C. locustiphila was originally classified in 1904, but in 2017 was determined to be the teleomorph of Beauveria locustiphila, a species within a Cordyceps clade of asexually reproducing entomopathogens, Beauveria. This confusion is derived from the variations of sexual and asexual stages of the species lifecycle, as is a part of the larger changes taking place amongst fungal taxonomy due to the increase of DNA testing and research.
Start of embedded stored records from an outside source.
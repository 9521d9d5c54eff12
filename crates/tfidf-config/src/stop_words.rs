//! Caller-supplied stop-word source.

use std::str;

use serde::Deserialize;

use crate::ConfigError;

/// The marker that selects the built-in English stop-word list.
pub const DEFAULT_STOP_WORDS_MARKER: &str = "default";

/// Where the stop words for a model come from.
///
/// The marker only selects the built-in list when it is the sole value: a list such as
/// `["default", "dummy"]` is used verbatim and is not merged with the built-in words.
#[derive(Debug, Clone, PartialEq, Eq)]
pub enum StopWordsSpec {
    /// The built-in English list.
    Default,
    /// An explicit list, used exactly as given.
    Words(Vec<String>),
}

impl StopWordsSpec {
    /// Interprets a bare string value. Only the marker is accepted.
    pub fn from_marker(value: &str) -> Result<Self, ConfigError> {
        if value == DEFAULT_STOP_WORDS_MARKER {
            Ok(Self::Default)
        } else {
            Err(ConfigError::InvalidStopWordsMarker(value.to_string()))
        }
    }

    /// Interprets an explicit list. A list whose only element is the marker expands to
    /// the built-in list; any other list is kept as is.
    pub fn from_words<I, S>(words: I) -> Self
    where
        I: IntoIterator<Item = S>,
        S: Into<String>,
    {
        let words: Vec<String> = words.into_iter().map(Into::into).collect();
        match words.as_slice() {
            [only] if only == DEFAULT_STOP_WORDS_MARKER => Self::Default,
            _ => Self::Words(words),
        }
    }
}

impl str::FromStr for StopWordsSpec {
    type Err = ConfigError;

    /// Parses a comma-separated word list, e.g. `"but,and"`, or the marker `"default"`.
    fn from_str(s: &str) -> Result<Self, Self::Err> {
        let words: Vec<&str> = s
            .split(',')
            .map(str::trim)
            .filter(|w| !w.is_empty())
            .collect();
        Ok(Self::from_words(words))
    }
}

/// Raw TOML shape: either a bare string or an array of strings.
#[derive(Debug, Clone, Deserialize)]
#[serde(untagged)]
pub enum RawStopWords {
    /// `stop_words = "default"`
    One(String),
    /// `stop_words = ["but", "and"]`
    Many(Vec<String>),
}

impl TryFrom<RawStopWords> for StopWordsSpec {
    type Error = ConfigError;

    fn try_from(raw: RawStopWords) -> Result<Self, Self::Error> {
        match raw {
            RawStopWords::One(value) => Self::from_marker(&value),
            RawStopWords::Many(words) => Ok(Self::from_words(words)),
        }
    }
}
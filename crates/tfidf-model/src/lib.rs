//! Configurable TF-IDF model.
//!
//! [`TfIdfModel`] turns a [`ModelConfig`] into a ready text pipeline:
//!
//! 1. **Validation**: mutually exclusive operations and parameter ranges are rejected
//! 2. **Preprocessing**: native lowercasing and accent stripping, then digit and
//!    punctuation removal as selected
//! 3. **Tokenization**: a lemmatizing or stemming tokenizer when selected, otherwise the
//!    vectorizer's default word pattern
//! 4. **Stop words**: none, the built-in English list, or a caller-supplied list
//!
//! Training and inference return dense matrices; [`closeness`] and [`top_terms`] give
//! textual views of them.

#![warn(missing_docs)]

mod error;
mod model;
mod pipeline;
mod similarity;

pub use error::ModelError;
pub use model::TfIdfModel;
pub use pipeline::build_preprocessor;
pub use similarity::{ScoredTerm, closeness, top_terms};
pub use tfidf_config::ModelConfig;
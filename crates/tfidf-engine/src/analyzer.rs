//! Turns a document into the terms counted by the vectorizer.
//!
//! The word analyzer runs preprocess -> tokenize -> stop-word filter -> word n-grams.
//! The character analyzers run preprocess -> whitespace collapse -> character n-grams
//! and ignore the tokenizer and stop words.

use std::sync::LazyLock;

use regex::Regex;
use tfidf_config::{Analyzer, NgramRange};
use tfidf_text::{Preprocessor, StopWords, TextError, Tokenizer};

use crate::BasePreprocessor;

/// Default word pattern: two or more word characters.
static TOKEN_PATTERN: LazyLock<Regex> =
    LazyLock::new(|| Regex::new(r"\b\w\w+\b").expect("token pattern should compile"));

/// Runs of two or more whitespace characters.
static WHITESPACE_RUNS: LazyLock<Regex> =
    LazyLock::new(|| Regex::new(r"\s\s+").expect("whitespace pattern should compile"));

/// The fully assembled per-document analysis.
pub struct DocumentAnalyzer {
    /// Feature unit.
    mode: Analyzer,
    /// N-gram lengths.
    ngram_range: NgramRange,
    /// Text cleaning applied first.
    preprocessor: Box<dyn Preprocessor>,
    /// Word splitter; `None` selects the default token pattern.
    tokenizer: Option<Box<dyn Tokenizer>>,
    /// Words dropped before n-gram expansion.
    stop_words: Option<StopWords>,
}

impl DocumentAnalyzer {
    /// Creates an analyzer with the vectorizer's native preprocessing and default
    /// tokenization.
    pub fn new(mode: Analyzer, ngram_range: NgramRange, base: BasePreprocessor) -> Self {
        Self {
            mode,
            ngram_range,
            preprocessor: Box::new(base),
            tokenizer: None,
            stop_words: None,
        }
    }

    /// Replaces the native preprocessing.
    pub fn set_preprocessor(&mut self, preprocessor: Box<dyn Preprocessor>) {
        self.preprocessor = preprocessor;
    }

    /// Replaces the default token pattern.
    pub fn set_tokenizer(&mut self, tokenizer: Box<dyn Tokenizer>) {
        self.tokenizer = Some(tokenizer);
    }

    /// Sets the stop words.
    pub fn set_stop_words(&mut self, stop_words: Option<StopWords>) {
        self.stop_words = stop_words;
    }

    /// Returns the stop words, if any.
    pub fn stop_words(&self) -> Option<&StopWords> {
        self.stop_words.as_ref()
    }

    /// Returns the analyzer mode.
    pub fn mode(&self) -> Analyzer {
        self.mode
    }

    /// Extracts the terms of one document, repeated once per occurrence.
    pub fn analyze(&self, document: &str) -> Result<Vec<String>, TextError> {
        let text = self.preprocessor.preprocess(document);
        match self.mode {
            Analyzer::Word => {
                let tokens = self.tokenize(&text)?;
                let tokens = match &self.stop_words {
                    Some(stop_words) => tokens
                        .into_iter()
                        .filter(|t| !stop_words.contains(t))
                        .collect(),
                    None => tokens,
                };
                Ok(word_ngrams(tokens, self.ngram_range))
            }
            Analyzer::Char => Ok(char_ngrams(&text, self.ngram_range)),
            Analyzer::CharWb => Ok(char_wb_ngrams(&text, self.ngram_range)),
        }
    }

    /// Splits preprocessed text into words.
    ///
    /// Text that cleaning left blank has no words; it never reaches the tokenizer.
    fn tokenize(&self, text: &str) -> Result<Vec<String>, TextError> {
        match &self.tokenizer {
            Some(_) if text.trim().is_empty() => Ok(Vec::new()),
            Some(tokenizer) => tokenizer.tokenize(text),
            None => Ok(TOKEN_PATTERN
                .find_iter(text)
                .map(|m| m.as_str().to_string())
                .collect()),
        }
    }
}

/// Expands tokens into word n-grams joined by a space, shortest first.
fn word_ngrams(tokens: Vec<String>, range: NgramRange) -> Vec<String> {
    if range.max == 1 {
        return tokens;
    }
    let mut min_n = range.min;
    let mut ngrams = Vec::new();
    if min_n == 1 {
        ngrams.extend(tokens.iter().cloned());
        min_n += 1;
    }
    for n in min_n..=range.max.min(tokens.len()) {
        ngrams.extend(tokens.windows(n).map(|window| window.join(" ")));
    }
    ngrams
}

/// Character n-grams over the whole text after whitespace collapse.
fn char_ngrams(text: &str, range: NgramRange) -> Vec<String> {
    let text = WHITESPACE_RUNS.replace_all(text, " ");
    let chars: Vec<char> = text.chars().collect();
    let mut ngrams = Vec::new();
    for n in range.min..=range.max.min(chars.len()) {
        ngrams.extend(chars.windows(n).map(|window| window.iter().collect::<String>()));
    }
    ngrams
}

/// Character n-grams inside each word, the word padded with one space on each side.
///
/// A padded word no longer than `n` contributes itself once and no longer n-grams.
fn char_wb_ngrams(text: &str, range: NgramRange) -> Vec<String> {
    let text = WHITESPACE_RUNS.replace_all(text, " ");
    let mut ngrams = Vec::new();
    for word in text.split_whitespace() {
        let padded: Vec<char> = format!(" {word} ").chars().collect();
        for n in range.min..=range.max {
            if padded.len() <= n {
                ngrams.push(padded.iter().collect());
                break;
            }
            ngrams.extend(padded.windows(n).map(|window| window.iter().collect::<String>()));
        }
    }
    ngrams
}
//! Error types for tfidf configuration.

use std::io;
use std::path::PathBuf;

use thiserror::Error;
use toml::de;

use crate::TextOp;

/// Errors raised while building or validating a model configuration.
///
/// Every variant is detected eagerly, before any document is processed.
#[derive(Debug, Error)]
pub enum ConfigError {
    /// Two operations that cannot be combined were both selected.
    #[error("both {first} and {second} cannot be applied together")]
    ExclusiveOps {
        /// The first conflicting operation.
        first: TextOp,
        /// The second conflicting operation.
        second: TextOp,
    },

    /// An operation name could not be recognized.
    #[error("unknown text operation '{0}'")]
    UnknownOp(String),

    /// The analyzer name is not one of `word`, `char` or `char_wb`.
    #[error("analyzer must be one of word, char, or char_wb, got '{0}'")]
    InvalidAnalyzer(String),

    /// The normalization name is not one of `l1`, `l2` or `none`.
    #[error("norm must be one of l1, l2, or none, got '{0}'")]
    InvalidNorm(String),

    /// The n-gram range is malformed.
    #[error("ngram_range must have 2 items and each item has to be >= 1, got ({min}, {max})")]
    InvalidNgramRange {
        /// Lower bound of the range.
        min: usize,
        /// Upper bound of the range.
        max: usize,
    },

    /// A document-frequency threshold is out of its accepted range.
    #[error("{name}: {message}")]
    InvalidDocFrequency {
        /// Which threshold was rejected (`min_df` or `max_df`).
        name: &'static str,
        /// Description of the accepted range.
        message: String,
    },

    /// `max_features` was set to zero.
    #[error("'max_features' should be a positive integer")]
    InvalidMaxFeatures,

    /// A fixed vocabulary was supplied but holds no terms.
    #[error("fixed vocabulary cannot be empty")]
    EmptyVocabulary,

    /// A fixed vocabulary lists the same term twice.
    #[error("fixed vocabulary contains repeated term '{0}'")]
    DuplicateVocabularyTerm(String),

    /// Stop-word removal was requested without any source of words.
    #[error("if stop words will be discarded from the data, stop_words must be specified")]
    MissingStopWords,

    /// Stop-word removal was requested with an explicitly empty list.
    #[error("if stop words are given, they cannot be empty")]
    EmptyStopWords,

    /// A bare string other than the default marker was given as stop words.
    #[error("if stop_words is given as a string, only supported value is 'default', got '{0}'")]
    InvalidStopWordsMarker(String),

    /// Failed to read a configuration file.
    #[error("failed to read config file {path}: {source}")]
    ReadFile {
        /// Path to the file that could not be read.
        path: PathBuf,
        /// Underlying I/O error.
        source: io::Error,
    },

    /// Failed to parse TOML configuration.
    #[error("failed to parse config file {path}: {source}")]
    ParseToml {
        /// Path to the file that could not be parsed.
        path: PathBuf,
        /// Underlying TOML parse error.
        source: de::Error,
    },
}
//! Terminal and JSON reporting of a run.

use std::path::PathBuf;

use comfy_table::{Cell, Table, presets::UTF8_FULL_CONDENSED};
use ndarray::Array2;
use serde::Serialize;
use tfidf_model::top_terms;

/// Builds a table of the highest-weighted terms of every document.
///
/// Documents without any weighted term still get a row with empty term and weight
/// cells, so row numbers line up with the corpus.
pub fn top_terms_table(weights: &Array2<f64>, names: &[String], limit: usize) -> Table {
    let mut table = Table::new();
    table.load_preset(UTF8_FULL_CONDENSED);
    table.set_header(vec!["Doc", "Term", "Weight"]);

    for (doc, row) in weights.rows().into_iter().enumerate() {
        let scored = top_terms(row, names, limit);
        if scored.is_empty() {
            table.add_row(vec![Cell::new(doc), Cell::new(""), Cell::new("")]);
            continue;
        }
        for (rank, term) in scored.iter().enumerate() {
            let label = if rank == 0 { doc.to_string() } else { String::new() };
            table.add_row(vec![
                Cell::new(label),
                Cell::new(&term.term),
                Cell::new(format!("{:.4}", term.weight)),
            ]);
        }
    }
    table
}

/// Shape of one transformed matrix.
#[derive(Debug, Serialize)]
pub struct MatrixShape {
    /// Number of documents.
    pub rows: usize,
    /// Number of features.
    pub columns: usize,
}

impl From<&Array2<f64>> for MatrixShape {
    fn from(matrix: &Array2<f64>) -> Self {
        Self {
            rows: matrix.nrows(),
            columns: matrix.ncols(),
        }
    }
}

/// Machine-readable summary printed by `--json`.
#[derive(Debug, Serialize)]
pub struct RunSummary {
    /// Operations the model was built with.
    pub ops: Vec<String>,
    /// Training matrix shape.
    pub train: MatrixShape,
    /// Validation matrix shape, when a validation corpus was given.
    #[serde(skip_serializing_if = "Option::is_none")]
    pub valid: Option<MatrixShape>,
    /// Learned feature names, in column order.
    pub features: Vec<String>,
    /// Number of terms removed by document-frequency and feature-count limits.
    pub pruned: usize,
    /// Files written during the run.
    pub written: Vec<PathBuf>,
}
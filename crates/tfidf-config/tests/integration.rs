//! Integration tests for tfidf-config.
//!
//! Tests the full configuration loading pipeline: discovery -> parse -> merge.

// Integration tests live outside cfg(test) by design
#![allow(clippy::tests_outside_test_module)]

use std::{
    fs,
    path::{Path, PathBuf},
};

use tfidf_config::{
    Analyzer, CONFIG_FILENAME, Config, ConfigError, DocFrequency, StopWordsSpec, TextOp,
};

/// Test helper to create a temporary directory structure for tests.
struct TestEnv {
    /// Backing temporary directory.
    root: tempfile::TempDir,
}

impl TestEnv {
    fn new() -> Self {
        Self {
            root: tempfile::tempdir().unwrap(),
        }
    }

    fn path(&self) -> &Path {
        self.root.path()
    }

    /// Creates a file with content and returns its path.
    fn create_file(&self, rel_path: &str, content: &str) -> PathBuf {
        let path = self.root.path().join(rel_path);
        if let Some(parent) = path.parent() {
            fs::create_dir_all(parent).unwrap();
        }
        fs::write(&path, content).unwrap();
        path
    }
}

#[test]
fn test_load_root_config() {
    let env = TestEnv::new();
    env.create_file(
        CONFIG_FILENAME,
        r#"
root = true

[model]
ops = ["lower", "stop_words", "lemmatize", "digits"]
stop_words = ["but", "and"]
max_df = 0.95
min_df = 0.05

[output]
dir = "results"
"#,
    );

    let config = Config::load(env.path()).unwrap();
    let model = &config.model;
    assert!(model.ops.contains(TextOp::Lemmatize));
    assert!(!model.ops.contains(TextOp::Stem));
    assert_eq!(
        model.stop_words,
        Some(StopWordsSpec::Words(vec!["but".into(), "and".into()]))
    );
    assert_eq!(model.max_df, DocFrequency::Fraction(0.95));
    assert_eq!(model.min_df, DocFrequency::Fraction(0.05));
    assert_eq!(config.output.dir, Some(PathBuf::from("results")));
    assert_eq!(config.config_root.as_deref(), Some(env.path()));
    assert!(model.validate().is_ok());
}

#[test]
fn test_nested_config_overrides_parent() {
    let env = TestEnv::new();
    env.create_file(
        CONFIG_FILENAME,
        "root = true\n[model]\nanalyzer = \"char\"\nmax_features = 10\n",
    );
    env.create_file(
        &format!("corpus/{CONFIG_FILENAME}"),
        "[model]\nanalyzer = \"char_wb\"\n",
    );

    let config = Config::load(&env.path().join("corpus")).unwrap();
    assert_eq!(config.model.analyzer, Analyzer::CharWb);
    assert_eq!(config.model.max_features, Some(10));
}

#[test]
fn test_load_from_files_reports_path() {
    let env = TestEnv::new();
    let path = env.create_file("broken.toml", "[model\n");

    let err = Config::load_from_files(&[path.clone()]).unwrap_err();
    assert!(matches!(err, ConfigError::ParseToml { .. }));
    assert!(err.to_string().contains(&path.display().to_string()));
}

#[test]
fn test_missing_file_is_read_error() {
    let env = TestEnv::new();
    let err = Config::load_from_files(&[env.path().join("nope.toml")]).unwrap_err();
    assert!(matches!(err, ConfigError::ReadFile { .. }));
}

#[test]
fn test_conflicting_ops_load_but_fail_validation() {
    let env = TestEnv::new();
    env.create_file(
        CONFIG_FILENAME,
        "root = true\n[model]\nops = [\"ascii\", \"unicode\"]\n",
    );

    let config = Config::load(env.path()).unwrap();
    assert!(matches!(
        config.model.validate(),
        Err(ConfigError::ExclusiveOps { .. })
    ));
}
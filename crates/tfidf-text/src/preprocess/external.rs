//! Adapter for transforms supplied from outside the crate.

use std::fmt;

use super::Preprocessor;

/// Wraps any pure `&str -> String` function as a [`Preprocessor`].
///
/// Used to put the vectorizer's native lowercasing and accent stripping at the head
/// of a chain.
pub struct ExternalPreprocessor {
    /// The wrapped transform.
    transform: Box<dyn Fn(&str) -> String + Send + Sync>,
}

impl ExternalPreprocessor {
    /// Wraps `transform`.
    pub fn new<F>(transform: F) -> Self
    where
        F: Fn(&str) -> String + Send + Sync + 'static,
    {
        Self {
            transform: Box::new(transform),
        }
    }

    /// Wraps another preprocessor.
    pub fn from_preprocessor<P: Preprocessor + 'static>(inner: P) -> Self {
        Self::new(move |text| inner.preprocess(text))
    }
}

impl Preprocessor for ExternalPreprocessor {
    fn preprocess(&self, text: &str) -> String {
        (self.transform)(text)
    }
}

impl fmt::Debug for ExternalPreprocessor {
    fn fmt(&self, f: &mut fmt::Formatter<'_>) -> fmt::Result {
        f.debug_struct("ExternalPreprocessor").finish_non_exhaustive()
    }
}
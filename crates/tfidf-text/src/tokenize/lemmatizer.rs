//! Dictionary-backed noun lemmatizer.
//!
//! Reduces plural nouns to their singular form with detachment rules in the style of
//! WordNet's morphological processor. A rule only applies when its result is a known
//! base noun; words outside the lexicon come back unchanged. Every token is treated as
//! a noun, so verb forms such as "filming" pass through and "does" becomes "doe".

use std::{
    borrow::Cow,
    collections::{HashMap, HashSet},
};

/// Base nouns, one per line.
static LEXICON: &str = include_str!("nouns.txt");

/// Irregular plurals and their singular.
static IRREGULAR: &[(&str, &str)] = &[
    ("children", "child"),
    ("men", "man"),
    ("women", "woman"),
    ("feet", "foot"),
    ("teeth", "tooth"),
    ("geese", "goose"),
    ("mice", "mouse"),
    ("lice", "louse"),
    ("oxen", "ox"),
    ("criteria", "criterion"),
    ("phenomena", "phenomenon"),
    ("leaves", "leaf"),
    ("halves", "half"),
    ("knives", "knife"),
    ("wives", "wife"),
    ("lives", "life"),
    ("wolves", "wolf"),
    ("shelves", "shelf"),
    ("thieves", "thief"),
    ("loaves", "loaf"),
    ("calves", "calf"),
    ("scarves", "scarf"),
    ("buses", "bus"),
    ("gases", "gas"),
    ("quizzes", "quiz"),
    ("analyses", "analysis"),
    ("crises", "crisis"),
    ("theses", "thesis"),
];

/// Plural endings and their singular replacement, tried in order.
static DETACHMENTS: &[(&str, &str)] = &[
    ("s", ""),
    ("ses", "s"),
    ("ves", "f"),
    ("xes", "x"),
    ("zes", "z"),
    ("ches", "ch"),
    ("shes", "sh"),
    ("men", "man"),
    ("ies", "y"),
];

/// Noun lemmatizer.
///
/// Only lowercase tokens are reduced, matching a lexicon whose entries are all
/// lowercase.
#[derive(Debug, Clone)]
pub struct Lemmatizer {
    /// Irregular plural -> singular.
    irregular: HashMap<&'static str, &'static str>,
    /// Known base nouns.
    lexicon: HashSet<&'static str>,
}

impl Default for Lemmatizer {
    fn default() -> Self {
        Self::new()
    }
}

impl Lemmatizer {
    /// Creates a lemmatizer with the built-in tables.
    pub fn new() -> Self {
        Self {
            irregular: IRREGULAR.iter().copied().collect(),
            lexicon: LEXICON.lines().map(str::trim).filter(|l| !l.is_empty()).collect(),
        }
    }

    /// Returns true if `word` is a known base noun.
    pub fn is_known(&self, word: &str) -> bool {
        self.lexicon.contains(word)
    }

    /// Returns the noun lemma of `word`.
    ///
    /// Among the word itself and every detachment that yields a known noun, the
    /// shortest wins. A word with no known form is returned as is.
    pub fn lemmatize<'a>(&self, word: &'a str) -> Cow<'a, str> {
        if word.chars().any(char::is_uppercase) {
            return Cow::Borrowed(word);
        }
        if let Some(singular) = self.irregular.get(word) {
            return Cow::Borrowed(*singular);
        }

        let mut best: Option<Cow<'a, str>> = self.is_known(word).then_some(Cow::Borrowed(word));
        for (suffix, replacement) in DETACHMENTS {
            let Some(stem) = word.strip_suffix(suffix) else {
                continue;
            };
            if stem.is_empty() {
                continue;
            }
            let candidate = if replacement.is_empty() {
                Cow::Borrowed(stem)
            } else {
                Cow::Owned(format!("{stem}{replacement}"))
            };
            let shorter = best.as_ref().is_none_or(|b| candidate.len() < b.len());
            if shorter && self.is_known(&candidate) {
                best = Some(candidate);
            }
        }
        best.unwrap_or(Cow::Borrowed(word))
    }
}

#[cfg(test)]
mod test {
    use super::*;

    fn lemma(word: &str) -> String {
        Lemmatizer::new().lemmatize(word).into_owned()
    }

    #[test]
    fn regular_plurals() {
        assert_eq!(lemma("changes"), "change");
        assert_eq!(lemma("toys"), "toy");
        assert_eq!(lemma("premiums"), "premium");
        assert_eq!(lemma("houses"), "house");
        assert_eq!(lemma("stories"), "story");
        assert_eq!(lemma("ties"), "tie");
    }

    #[test]
    fn verb_forms_pass_through() {
        assert_eq!(lemma("filming"), "filming");
        assert_eq!(lemma("ordered"), "ordered");
        assert_eq!(lemma("they"), "they");
    }

    #[test]
    fn does_becomes_doe() {
        assert_eq!(lemma("does"), "doe");
    }

    #[test]
    fn sibilant_plurals() {
        assert_eq!(lemma("classes"), "class");
        assert_eq!(lemma("boxes"), "box");
        assert_eq!(lemma("churches"), "church");
        assert_eq!(lemma("dishes"), "dish");
        assert_eq!(lemma("buzzes"), "buzz");
        assert_eq!(lemma("headaches"), "headache");
        assert_eq!(lemma("sizes"), "size");
    }

    #[test]
    fn singular_lookalikes_untouched() {
        assert_eq!(lemma("glass"), "glass");
        assert_eq!(lemma("status"), "status");
        assert_eq!(lemma("analysis"), "analysis");
        assert_eq!(lemma("news"), "news");
        assert_eq!(lemma("was"), "was");
    }

    #[test]
    fn unknown_words_untouched() {
        assert_eq!(lemma("goes"), "goes");
        assert_eq!(lemma("ierfeys"), "ierfeys");
        assert_eq!(lemma("oupeefvs"), "oupeefvs");
    }

    #[test]
    fn irregular_plurals() {
        assert_eq!(lemma("children"), "child");
        assert_eq!(lemma("women"), "woman");
        assert_eq!(lemma("leaves"), "leaf");
        assert_eq!(lemma("knives"), "knife");
    }

    #[test]
    fn lexicon_is_lowercase() {
        assert!(LEXICON.lines().all(|l| l.chars().all(|c| c.is_ascii_lowercase())));
    }

    #[test]
    fn capitalized_words_untouched() {
        assert_eq!(lemma("Changes"), "Changes");
    }
}
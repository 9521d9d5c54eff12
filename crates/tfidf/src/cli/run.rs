//! Execution of a `tfidf` run: configure, train, infer, export, report.

use std::{
    env, fs,
    path::{Path, PathBuf},
};

use ndarray::{Array2, Axis};
use tfidf_config::Config;
use tfidf_model::{TfIdfModel, closeness};
use tracing::{debug, info};

use super::{
    args::Cli,
    corpus::read_corpus,
    error::CliError,
    export::save_matrix,
    report::{MatrixShape, RunSummary, top_terms_table},
};

/// File name of the training matrix.
const TRAIN_FILE: &str = "train.csv";
/// File name of the validation matrix.
const VALID_FILE: &str = "valid.csv";
/// File name of the training document closeness matrix.
const CLOSENESS_FILE: &str = "train_closeness.csv";
/// File name of the training term closeness matrix.
const TERM_CLOSENESS_FILE: &str = "train_term_closeness.csv";

/// Matrices produced by a run.
struct Results {
    /// Weighted training corpus.
    train: Array2<f64>,
    /// Source line of each training row.
    train_lines: Vec<String>,
    /// Weighted validation corpus and its source lines, if one was given.
    valid: Option<(Array2<f64>, Vec<String>)>,
    /// Feature names in column order.
    features: Vec<String>,
    /// Number of pruned terms.
    pruned: usize,
}

/// Runs the command described by `cli`.
pub fn run(cli: &Cli) -> Result<(), CliError> {
    let cwd = env::current_dir().map_err(CliError::CurrentDir)?;
    let config = load_config(cli, &cwd)?;

    let mut model_config = config.model.clone();
    cli.apply(&mut model_config);
    debug!(
        ops = %model_config.ops,
        analyzer = %model_config.analyzer,
        "resolved model configuration"
    );

    let mut model = TfIdfModel::new(model_config)?;
    let results = fit(&mut model, cli)?;

    let written = match output_dir(cli, &config, &cwd) {
        Some(dir) => write_results(&dir, &results, cli.visualize)?,
        None => Vec::new(),
    };
    let top_n = cli.top_terms.unwrap_or(config.output.top_terms);

    if cli.json {
        let summary = RunSummary {
            ops: model.ops().iter().map(|op| op.to_string()).collect(),
            train: MatrixShape::from(&results.train),
            valid: results.valid.as_ref().map(|(valid, _)| MatrixShape::from(valid)),
            features: results.features,
            pruned: results.pruned,
            written,
        };
        println!("{}", serde_json::to_string_pretty(&summary)?);
        return Ok(());
    }

    println!(
        "train: {} documents, {} features ({} pruned)",
        results.train.nrows(),
        results.train.ncols(),
        results.pruned
    );
    if let Some((ref valid, _)) = results.valid {
        println!("valid: {} documents", valid.nrows());
    }
    for path in &written {
        println!("wrote {}", path.display());
    }
    if cli.visualize {
        println!("{}", top_terms_table(&results.train, &results.features, top_n));
    }
    Ok(())
}

/// Loads the explicit config file, or discovers `.tfidf.toml` files from `cwd`.
fn load_config(cli: &Cli, cwd: &Path) -> Result<Config, CliError> {
    let config = match cli.config {
        Some(ref path) => Config::load_from_files(&[cwd.join(path)])?,
        None => Config::load(cwd)?,
    };
    Ok(config)
}

/// Resolves the output directory: the flag relative to `cwd`, otherwise the configured
/// directory relative to the file that set it.
fn output_dir(cli: &Cli, config: &Config, cwd: &Path) -> Option<PathBuf> {
    if let Some(ref dir) = cli.output {
        return Some(cwd.join(dir));
    }
    let base = config.config_root.as_deref().unwrap_or(cwd);
    config.output.dir.as_ref().map(|dir| base.join(dir))
}

/// Trains on the training corpus and transforms the validation corpus.
fn fit(model: &mut TfIdfModel, cli: &Cli) -> Result<Results, CliError> {
    let train_corpus = read_corpus(&cli.train)?;
    let train = model.train(&train_corpus.documents)?;

    let valid = match cli.valid {
        Some(ref path) => {
            let corpus = read_corpus(path)?;
            Some((model.infer(&corpus.documents)?, corpus.line_labels()))
        }
        None => None,
    };

    Ok(Results {
        train,
        train_lines: train_corpus.line_labels(),
        valid,
        features: model.feature_names()?.to_vec(),
        pruned: model.pruned_terms()?.len(),
    })
}

/// Writes the result matrices into `dir`, returning the paths written.
///
/// Document rows are labelled with their source line numbers.
fn write_results(
    dir: &Path,
    results: &Results,
    visualize: bool,
) -> Result<Vec<PathBuf>, CliError> {
    fs::create_dir_all(dir).map_err(|source| CliError::OutputDir {
        path: dir.to_path_buf(),
        source,
    })?;

    let mut written = Vec::new();
    let train_path = dir.join(TRAIN_FILE);
    let lines = results.train_lines.as_slice();
    save_matrix(&train_path, &results.train, Some(lines), &results.features)?;
    written.push(train_path);

    if let Some((ref valid, ref valid_lines)) = results.valid {
        let valid_path = dir.join(VALID_FILE);
        save_matrix(&valid_path, valid, Some(valid_lines.as_slice()), &results.features)?;
        written.push(valid_path);
    }

    if visualize {
        let docs = closeness(&results.train, Axis(0));
        let docs_path = dir.join(CLOSENESS_FILE);
        save_matrix(&docs_path, &docs, Some(lines), lines)?;
        written.push(docs_path);

        let terms = closeness(&results.train, Axis(1));
        let terms_path = dir.join(TERM_CLOSENESS_FILE);
        let features = results.features.as_slice();
        save_matrix(&terms_path, &terms, Some(features), features)?;
        written.push(terms_path);
    }

    info!(dir = %dir.display(), files = written.len(), "wrote results");
    Ok(written)
}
Due to taxonomic standard changes implemented as part of the "One Fungus One Name" initiative B. locustiphila will not unseat the name C. locustiphila, being the more widespread teleomorph name of the species until such time it is ratified by the International Botanical Congress

Following further research of C. locustiphilas interactions with its host species, as well as genetic testing of the SSU, LSU, TEF, RPB1 and RPB2 nuclear loci, it has been recommended that the species be further divided into 3 species, Cordyceps locustiphila, Cordyceps diapheromeriphila, and Cordyceps acridophila and/or Beauveria locustiphila, Beauveria diapheromeriphila and Beauveria acridophila.

These taxonomical complexities have been marked as a possible obstacle in C. locustiphilas use as a biological pesticide due to the further interactions and hybridizations the species would undergo should it be propagated widely.